Recorded data section start
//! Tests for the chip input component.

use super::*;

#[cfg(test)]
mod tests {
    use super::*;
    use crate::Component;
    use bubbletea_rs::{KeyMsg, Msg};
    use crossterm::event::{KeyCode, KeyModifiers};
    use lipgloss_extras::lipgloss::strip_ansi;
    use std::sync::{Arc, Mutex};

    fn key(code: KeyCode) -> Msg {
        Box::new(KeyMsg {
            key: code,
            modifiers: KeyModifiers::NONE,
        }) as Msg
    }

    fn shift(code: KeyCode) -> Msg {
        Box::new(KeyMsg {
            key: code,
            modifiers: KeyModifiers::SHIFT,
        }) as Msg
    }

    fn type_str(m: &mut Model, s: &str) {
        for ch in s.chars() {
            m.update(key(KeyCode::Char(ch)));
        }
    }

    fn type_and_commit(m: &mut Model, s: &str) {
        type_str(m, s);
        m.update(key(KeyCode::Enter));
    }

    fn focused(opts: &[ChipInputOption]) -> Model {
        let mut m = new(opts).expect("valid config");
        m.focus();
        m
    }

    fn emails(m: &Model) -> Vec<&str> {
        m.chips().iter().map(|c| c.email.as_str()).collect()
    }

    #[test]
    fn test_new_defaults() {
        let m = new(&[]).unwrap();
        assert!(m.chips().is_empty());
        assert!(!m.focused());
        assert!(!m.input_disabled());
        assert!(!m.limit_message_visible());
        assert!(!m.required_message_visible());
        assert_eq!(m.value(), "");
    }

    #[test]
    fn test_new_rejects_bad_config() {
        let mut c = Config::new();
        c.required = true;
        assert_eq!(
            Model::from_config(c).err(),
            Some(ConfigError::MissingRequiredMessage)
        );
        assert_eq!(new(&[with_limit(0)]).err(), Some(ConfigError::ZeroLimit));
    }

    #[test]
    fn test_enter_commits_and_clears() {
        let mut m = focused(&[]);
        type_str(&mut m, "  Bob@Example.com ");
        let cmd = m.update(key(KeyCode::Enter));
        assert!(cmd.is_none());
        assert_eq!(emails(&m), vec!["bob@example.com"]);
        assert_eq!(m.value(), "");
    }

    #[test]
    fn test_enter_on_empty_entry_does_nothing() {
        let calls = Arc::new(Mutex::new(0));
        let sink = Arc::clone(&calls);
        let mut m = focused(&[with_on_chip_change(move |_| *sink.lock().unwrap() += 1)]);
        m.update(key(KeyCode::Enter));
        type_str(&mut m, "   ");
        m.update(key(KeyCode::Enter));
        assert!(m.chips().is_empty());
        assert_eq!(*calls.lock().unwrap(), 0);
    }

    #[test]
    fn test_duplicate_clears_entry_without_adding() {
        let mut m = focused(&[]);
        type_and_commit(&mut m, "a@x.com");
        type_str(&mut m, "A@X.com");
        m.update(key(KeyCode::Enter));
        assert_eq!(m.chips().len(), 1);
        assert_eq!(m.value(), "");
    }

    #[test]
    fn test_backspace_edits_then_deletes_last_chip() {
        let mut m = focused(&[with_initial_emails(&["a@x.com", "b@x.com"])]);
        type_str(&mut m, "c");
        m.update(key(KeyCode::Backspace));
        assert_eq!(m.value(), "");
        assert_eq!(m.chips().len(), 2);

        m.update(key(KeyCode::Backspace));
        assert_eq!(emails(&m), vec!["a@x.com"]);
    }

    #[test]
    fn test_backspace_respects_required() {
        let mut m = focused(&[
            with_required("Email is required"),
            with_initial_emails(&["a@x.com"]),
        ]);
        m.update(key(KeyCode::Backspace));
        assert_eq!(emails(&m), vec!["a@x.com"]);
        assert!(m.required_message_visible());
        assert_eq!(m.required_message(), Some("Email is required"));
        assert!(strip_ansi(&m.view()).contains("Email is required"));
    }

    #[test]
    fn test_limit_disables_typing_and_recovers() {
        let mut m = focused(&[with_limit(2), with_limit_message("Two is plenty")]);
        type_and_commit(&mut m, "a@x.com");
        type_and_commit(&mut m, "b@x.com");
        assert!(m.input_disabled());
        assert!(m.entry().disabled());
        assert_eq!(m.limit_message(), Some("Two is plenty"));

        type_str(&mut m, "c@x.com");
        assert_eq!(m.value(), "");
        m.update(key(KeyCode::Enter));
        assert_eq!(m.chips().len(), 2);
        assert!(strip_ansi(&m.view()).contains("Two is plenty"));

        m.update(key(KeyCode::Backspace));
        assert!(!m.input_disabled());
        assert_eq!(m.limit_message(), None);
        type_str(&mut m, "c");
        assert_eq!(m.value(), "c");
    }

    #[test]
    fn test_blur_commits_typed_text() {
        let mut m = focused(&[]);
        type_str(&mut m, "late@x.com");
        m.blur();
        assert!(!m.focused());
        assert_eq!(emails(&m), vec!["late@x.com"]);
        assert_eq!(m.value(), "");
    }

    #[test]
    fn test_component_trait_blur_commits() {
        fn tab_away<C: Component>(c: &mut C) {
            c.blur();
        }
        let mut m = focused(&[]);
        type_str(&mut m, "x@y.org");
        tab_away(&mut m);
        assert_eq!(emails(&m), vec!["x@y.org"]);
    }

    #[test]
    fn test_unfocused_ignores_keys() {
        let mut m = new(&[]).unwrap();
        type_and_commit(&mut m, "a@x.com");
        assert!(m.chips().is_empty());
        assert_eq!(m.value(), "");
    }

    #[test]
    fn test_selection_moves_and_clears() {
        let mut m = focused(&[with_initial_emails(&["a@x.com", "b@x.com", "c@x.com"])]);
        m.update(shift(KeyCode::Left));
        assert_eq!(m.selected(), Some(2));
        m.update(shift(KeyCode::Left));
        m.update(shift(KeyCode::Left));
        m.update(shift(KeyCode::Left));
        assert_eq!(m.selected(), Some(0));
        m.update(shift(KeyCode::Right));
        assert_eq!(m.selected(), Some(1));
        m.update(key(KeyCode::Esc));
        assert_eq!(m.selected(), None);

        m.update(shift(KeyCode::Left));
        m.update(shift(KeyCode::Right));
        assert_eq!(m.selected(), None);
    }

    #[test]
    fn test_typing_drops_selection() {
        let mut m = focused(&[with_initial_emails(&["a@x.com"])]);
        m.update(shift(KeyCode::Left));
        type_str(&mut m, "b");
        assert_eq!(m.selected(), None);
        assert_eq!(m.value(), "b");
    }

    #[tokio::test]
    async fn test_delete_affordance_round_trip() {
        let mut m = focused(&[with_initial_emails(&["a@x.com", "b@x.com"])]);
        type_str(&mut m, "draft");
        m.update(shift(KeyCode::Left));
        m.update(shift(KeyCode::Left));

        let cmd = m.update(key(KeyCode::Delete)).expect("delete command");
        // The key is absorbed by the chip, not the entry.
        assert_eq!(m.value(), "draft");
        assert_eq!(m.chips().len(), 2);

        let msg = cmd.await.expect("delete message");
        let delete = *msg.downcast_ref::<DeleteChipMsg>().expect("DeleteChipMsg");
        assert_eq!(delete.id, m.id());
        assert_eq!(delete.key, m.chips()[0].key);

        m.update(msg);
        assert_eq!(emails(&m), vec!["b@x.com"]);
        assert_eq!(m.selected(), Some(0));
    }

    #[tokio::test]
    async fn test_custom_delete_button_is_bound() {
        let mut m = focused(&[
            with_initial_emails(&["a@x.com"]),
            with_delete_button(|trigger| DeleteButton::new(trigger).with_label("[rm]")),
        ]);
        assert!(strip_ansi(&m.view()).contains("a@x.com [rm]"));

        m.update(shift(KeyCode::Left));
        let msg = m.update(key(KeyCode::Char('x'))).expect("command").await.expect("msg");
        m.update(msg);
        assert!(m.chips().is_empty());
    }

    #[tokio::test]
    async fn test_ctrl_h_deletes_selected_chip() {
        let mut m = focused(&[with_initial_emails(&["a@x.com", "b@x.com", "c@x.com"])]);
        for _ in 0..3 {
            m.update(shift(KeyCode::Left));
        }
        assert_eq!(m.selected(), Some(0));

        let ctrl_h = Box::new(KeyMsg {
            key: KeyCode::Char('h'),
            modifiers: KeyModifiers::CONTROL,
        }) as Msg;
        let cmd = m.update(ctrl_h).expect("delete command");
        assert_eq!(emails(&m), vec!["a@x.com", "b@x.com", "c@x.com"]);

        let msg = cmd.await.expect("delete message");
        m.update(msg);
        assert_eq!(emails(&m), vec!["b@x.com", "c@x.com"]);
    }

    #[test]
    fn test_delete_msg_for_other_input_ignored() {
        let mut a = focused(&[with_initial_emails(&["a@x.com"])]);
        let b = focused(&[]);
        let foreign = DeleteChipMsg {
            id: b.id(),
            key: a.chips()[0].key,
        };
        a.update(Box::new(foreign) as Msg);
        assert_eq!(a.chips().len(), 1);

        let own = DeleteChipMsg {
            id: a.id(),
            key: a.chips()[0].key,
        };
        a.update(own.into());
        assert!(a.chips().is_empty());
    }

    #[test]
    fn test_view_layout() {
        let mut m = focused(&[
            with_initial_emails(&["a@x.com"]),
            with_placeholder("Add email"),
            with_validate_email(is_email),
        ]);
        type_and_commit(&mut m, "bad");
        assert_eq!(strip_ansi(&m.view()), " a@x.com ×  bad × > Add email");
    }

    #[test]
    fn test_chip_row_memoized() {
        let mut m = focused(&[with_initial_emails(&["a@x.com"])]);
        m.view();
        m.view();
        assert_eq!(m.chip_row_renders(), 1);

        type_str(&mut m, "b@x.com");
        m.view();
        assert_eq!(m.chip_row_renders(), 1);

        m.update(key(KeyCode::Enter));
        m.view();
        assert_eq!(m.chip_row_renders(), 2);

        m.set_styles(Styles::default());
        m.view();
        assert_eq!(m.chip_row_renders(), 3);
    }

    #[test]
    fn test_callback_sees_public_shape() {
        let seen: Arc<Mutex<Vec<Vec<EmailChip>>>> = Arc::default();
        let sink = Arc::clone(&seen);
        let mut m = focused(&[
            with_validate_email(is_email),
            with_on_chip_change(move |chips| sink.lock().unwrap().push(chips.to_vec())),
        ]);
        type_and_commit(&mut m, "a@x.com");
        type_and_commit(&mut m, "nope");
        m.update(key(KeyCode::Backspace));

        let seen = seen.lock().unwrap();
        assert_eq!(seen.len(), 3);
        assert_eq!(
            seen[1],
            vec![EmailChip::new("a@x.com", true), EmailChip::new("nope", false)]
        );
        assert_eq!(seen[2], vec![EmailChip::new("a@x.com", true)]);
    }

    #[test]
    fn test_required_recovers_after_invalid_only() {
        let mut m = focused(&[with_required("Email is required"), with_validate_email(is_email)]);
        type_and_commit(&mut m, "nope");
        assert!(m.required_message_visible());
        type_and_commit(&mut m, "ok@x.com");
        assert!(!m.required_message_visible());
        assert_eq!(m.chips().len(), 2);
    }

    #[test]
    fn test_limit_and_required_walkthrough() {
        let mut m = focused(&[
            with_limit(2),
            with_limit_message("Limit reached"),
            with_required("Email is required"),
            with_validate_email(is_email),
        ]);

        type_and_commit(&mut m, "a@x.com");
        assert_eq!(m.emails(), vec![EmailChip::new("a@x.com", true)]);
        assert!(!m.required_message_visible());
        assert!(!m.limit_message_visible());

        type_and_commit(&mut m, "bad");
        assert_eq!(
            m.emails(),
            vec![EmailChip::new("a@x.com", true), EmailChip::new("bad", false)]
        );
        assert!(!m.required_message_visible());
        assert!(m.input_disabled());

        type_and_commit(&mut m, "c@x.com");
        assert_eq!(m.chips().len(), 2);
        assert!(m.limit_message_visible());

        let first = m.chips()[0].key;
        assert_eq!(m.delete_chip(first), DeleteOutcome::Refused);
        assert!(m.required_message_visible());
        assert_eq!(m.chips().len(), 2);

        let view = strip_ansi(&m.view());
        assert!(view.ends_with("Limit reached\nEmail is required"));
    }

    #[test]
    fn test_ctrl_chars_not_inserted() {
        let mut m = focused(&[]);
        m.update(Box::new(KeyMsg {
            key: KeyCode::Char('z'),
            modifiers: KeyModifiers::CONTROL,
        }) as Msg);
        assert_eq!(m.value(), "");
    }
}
Recorded data section end
Recorded data section start
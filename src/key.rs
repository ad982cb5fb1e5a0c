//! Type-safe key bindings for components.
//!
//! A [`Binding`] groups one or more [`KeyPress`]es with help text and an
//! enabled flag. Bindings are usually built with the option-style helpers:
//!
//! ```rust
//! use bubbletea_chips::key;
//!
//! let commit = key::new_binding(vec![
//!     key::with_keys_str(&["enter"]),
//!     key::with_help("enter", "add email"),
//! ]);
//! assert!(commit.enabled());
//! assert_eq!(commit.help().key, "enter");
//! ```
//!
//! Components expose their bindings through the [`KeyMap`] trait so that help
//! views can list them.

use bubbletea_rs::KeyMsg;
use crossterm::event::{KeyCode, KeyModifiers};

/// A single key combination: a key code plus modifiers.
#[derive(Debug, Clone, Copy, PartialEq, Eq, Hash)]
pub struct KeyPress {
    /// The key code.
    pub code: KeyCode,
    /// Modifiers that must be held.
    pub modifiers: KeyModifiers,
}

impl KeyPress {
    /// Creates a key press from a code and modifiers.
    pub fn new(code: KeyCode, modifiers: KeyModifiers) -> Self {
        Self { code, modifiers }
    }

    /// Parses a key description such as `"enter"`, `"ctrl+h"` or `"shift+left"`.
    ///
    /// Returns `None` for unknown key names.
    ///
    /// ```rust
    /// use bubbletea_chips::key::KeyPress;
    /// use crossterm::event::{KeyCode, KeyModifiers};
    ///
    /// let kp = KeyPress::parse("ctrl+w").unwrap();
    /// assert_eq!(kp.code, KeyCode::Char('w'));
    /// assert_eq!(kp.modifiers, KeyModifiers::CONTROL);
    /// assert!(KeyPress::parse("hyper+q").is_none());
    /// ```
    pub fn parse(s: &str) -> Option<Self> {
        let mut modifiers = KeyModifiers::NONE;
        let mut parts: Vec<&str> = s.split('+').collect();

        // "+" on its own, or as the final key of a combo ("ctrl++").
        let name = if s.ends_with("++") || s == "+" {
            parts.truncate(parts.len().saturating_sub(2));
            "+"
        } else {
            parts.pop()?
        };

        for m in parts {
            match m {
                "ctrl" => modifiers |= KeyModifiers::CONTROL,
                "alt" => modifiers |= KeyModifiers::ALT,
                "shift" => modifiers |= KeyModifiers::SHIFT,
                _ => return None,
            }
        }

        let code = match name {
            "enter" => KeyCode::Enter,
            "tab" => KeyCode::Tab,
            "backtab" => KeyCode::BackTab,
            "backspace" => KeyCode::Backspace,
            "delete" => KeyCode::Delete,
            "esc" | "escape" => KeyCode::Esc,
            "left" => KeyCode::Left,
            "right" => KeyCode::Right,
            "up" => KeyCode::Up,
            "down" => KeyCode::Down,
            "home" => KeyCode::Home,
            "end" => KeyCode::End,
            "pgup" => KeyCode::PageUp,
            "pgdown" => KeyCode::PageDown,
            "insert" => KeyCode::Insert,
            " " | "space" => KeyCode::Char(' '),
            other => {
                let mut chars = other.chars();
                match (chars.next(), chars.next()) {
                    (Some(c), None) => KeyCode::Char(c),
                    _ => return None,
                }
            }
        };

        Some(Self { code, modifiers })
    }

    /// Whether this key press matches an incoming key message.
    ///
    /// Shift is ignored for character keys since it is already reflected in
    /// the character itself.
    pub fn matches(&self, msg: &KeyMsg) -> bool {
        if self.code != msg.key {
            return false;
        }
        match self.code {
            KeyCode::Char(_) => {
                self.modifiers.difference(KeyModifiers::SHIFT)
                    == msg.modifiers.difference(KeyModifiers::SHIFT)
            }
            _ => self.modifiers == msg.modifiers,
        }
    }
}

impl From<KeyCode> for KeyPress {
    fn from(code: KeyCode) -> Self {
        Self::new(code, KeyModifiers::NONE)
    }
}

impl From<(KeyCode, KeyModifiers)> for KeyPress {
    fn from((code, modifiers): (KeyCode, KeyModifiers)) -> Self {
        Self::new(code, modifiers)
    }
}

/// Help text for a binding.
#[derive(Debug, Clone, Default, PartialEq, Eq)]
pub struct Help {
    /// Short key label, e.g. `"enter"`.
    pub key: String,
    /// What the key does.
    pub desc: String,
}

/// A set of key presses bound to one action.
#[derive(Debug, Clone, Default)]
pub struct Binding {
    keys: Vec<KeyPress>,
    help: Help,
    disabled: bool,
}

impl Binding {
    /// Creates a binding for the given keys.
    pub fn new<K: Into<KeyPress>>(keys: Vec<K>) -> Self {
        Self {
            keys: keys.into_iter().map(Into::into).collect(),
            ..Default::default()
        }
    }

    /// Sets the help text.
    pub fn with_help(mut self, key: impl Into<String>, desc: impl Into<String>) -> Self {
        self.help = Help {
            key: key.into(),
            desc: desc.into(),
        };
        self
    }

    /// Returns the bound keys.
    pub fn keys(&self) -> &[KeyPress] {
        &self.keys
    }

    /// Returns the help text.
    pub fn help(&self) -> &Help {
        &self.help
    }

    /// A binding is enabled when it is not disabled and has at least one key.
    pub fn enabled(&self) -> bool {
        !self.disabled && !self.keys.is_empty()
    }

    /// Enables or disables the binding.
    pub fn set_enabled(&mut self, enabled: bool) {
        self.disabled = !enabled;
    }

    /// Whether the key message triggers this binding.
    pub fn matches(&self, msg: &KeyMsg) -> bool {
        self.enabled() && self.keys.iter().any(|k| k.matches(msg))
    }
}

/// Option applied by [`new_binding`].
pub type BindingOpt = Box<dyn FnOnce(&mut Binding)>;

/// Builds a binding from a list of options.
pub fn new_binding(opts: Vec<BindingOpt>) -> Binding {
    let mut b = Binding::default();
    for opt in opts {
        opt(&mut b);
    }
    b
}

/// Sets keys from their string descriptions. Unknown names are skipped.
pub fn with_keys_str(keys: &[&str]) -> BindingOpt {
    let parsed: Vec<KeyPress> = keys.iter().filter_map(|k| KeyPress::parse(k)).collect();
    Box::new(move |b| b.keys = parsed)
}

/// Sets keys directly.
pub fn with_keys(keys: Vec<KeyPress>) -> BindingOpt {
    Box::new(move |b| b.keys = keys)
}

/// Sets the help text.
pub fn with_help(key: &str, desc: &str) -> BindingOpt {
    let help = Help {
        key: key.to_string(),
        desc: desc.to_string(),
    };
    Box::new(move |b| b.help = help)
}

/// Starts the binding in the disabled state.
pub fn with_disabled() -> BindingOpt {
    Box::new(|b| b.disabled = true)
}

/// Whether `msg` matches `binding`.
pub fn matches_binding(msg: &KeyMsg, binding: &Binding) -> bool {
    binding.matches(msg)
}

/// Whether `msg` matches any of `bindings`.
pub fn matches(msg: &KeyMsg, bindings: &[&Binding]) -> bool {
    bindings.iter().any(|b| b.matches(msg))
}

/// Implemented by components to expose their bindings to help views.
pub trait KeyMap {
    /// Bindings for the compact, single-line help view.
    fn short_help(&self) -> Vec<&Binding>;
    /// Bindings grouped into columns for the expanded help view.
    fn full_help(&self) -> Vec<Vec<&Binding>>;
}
Recorded data section end
Work required :: For each line in the records that holds "CONTROL", show that line as it stands.

Task response ::
            modifiers: KeyModifiers::CONTROL,
            modifiers: KeyModifiers::CONTROL,
    /// assert_eq!(kp.modifiers, KeyModifiers::CONTROL);
                "ctrl" => modifiers |= KeyModifiers::CONTROL,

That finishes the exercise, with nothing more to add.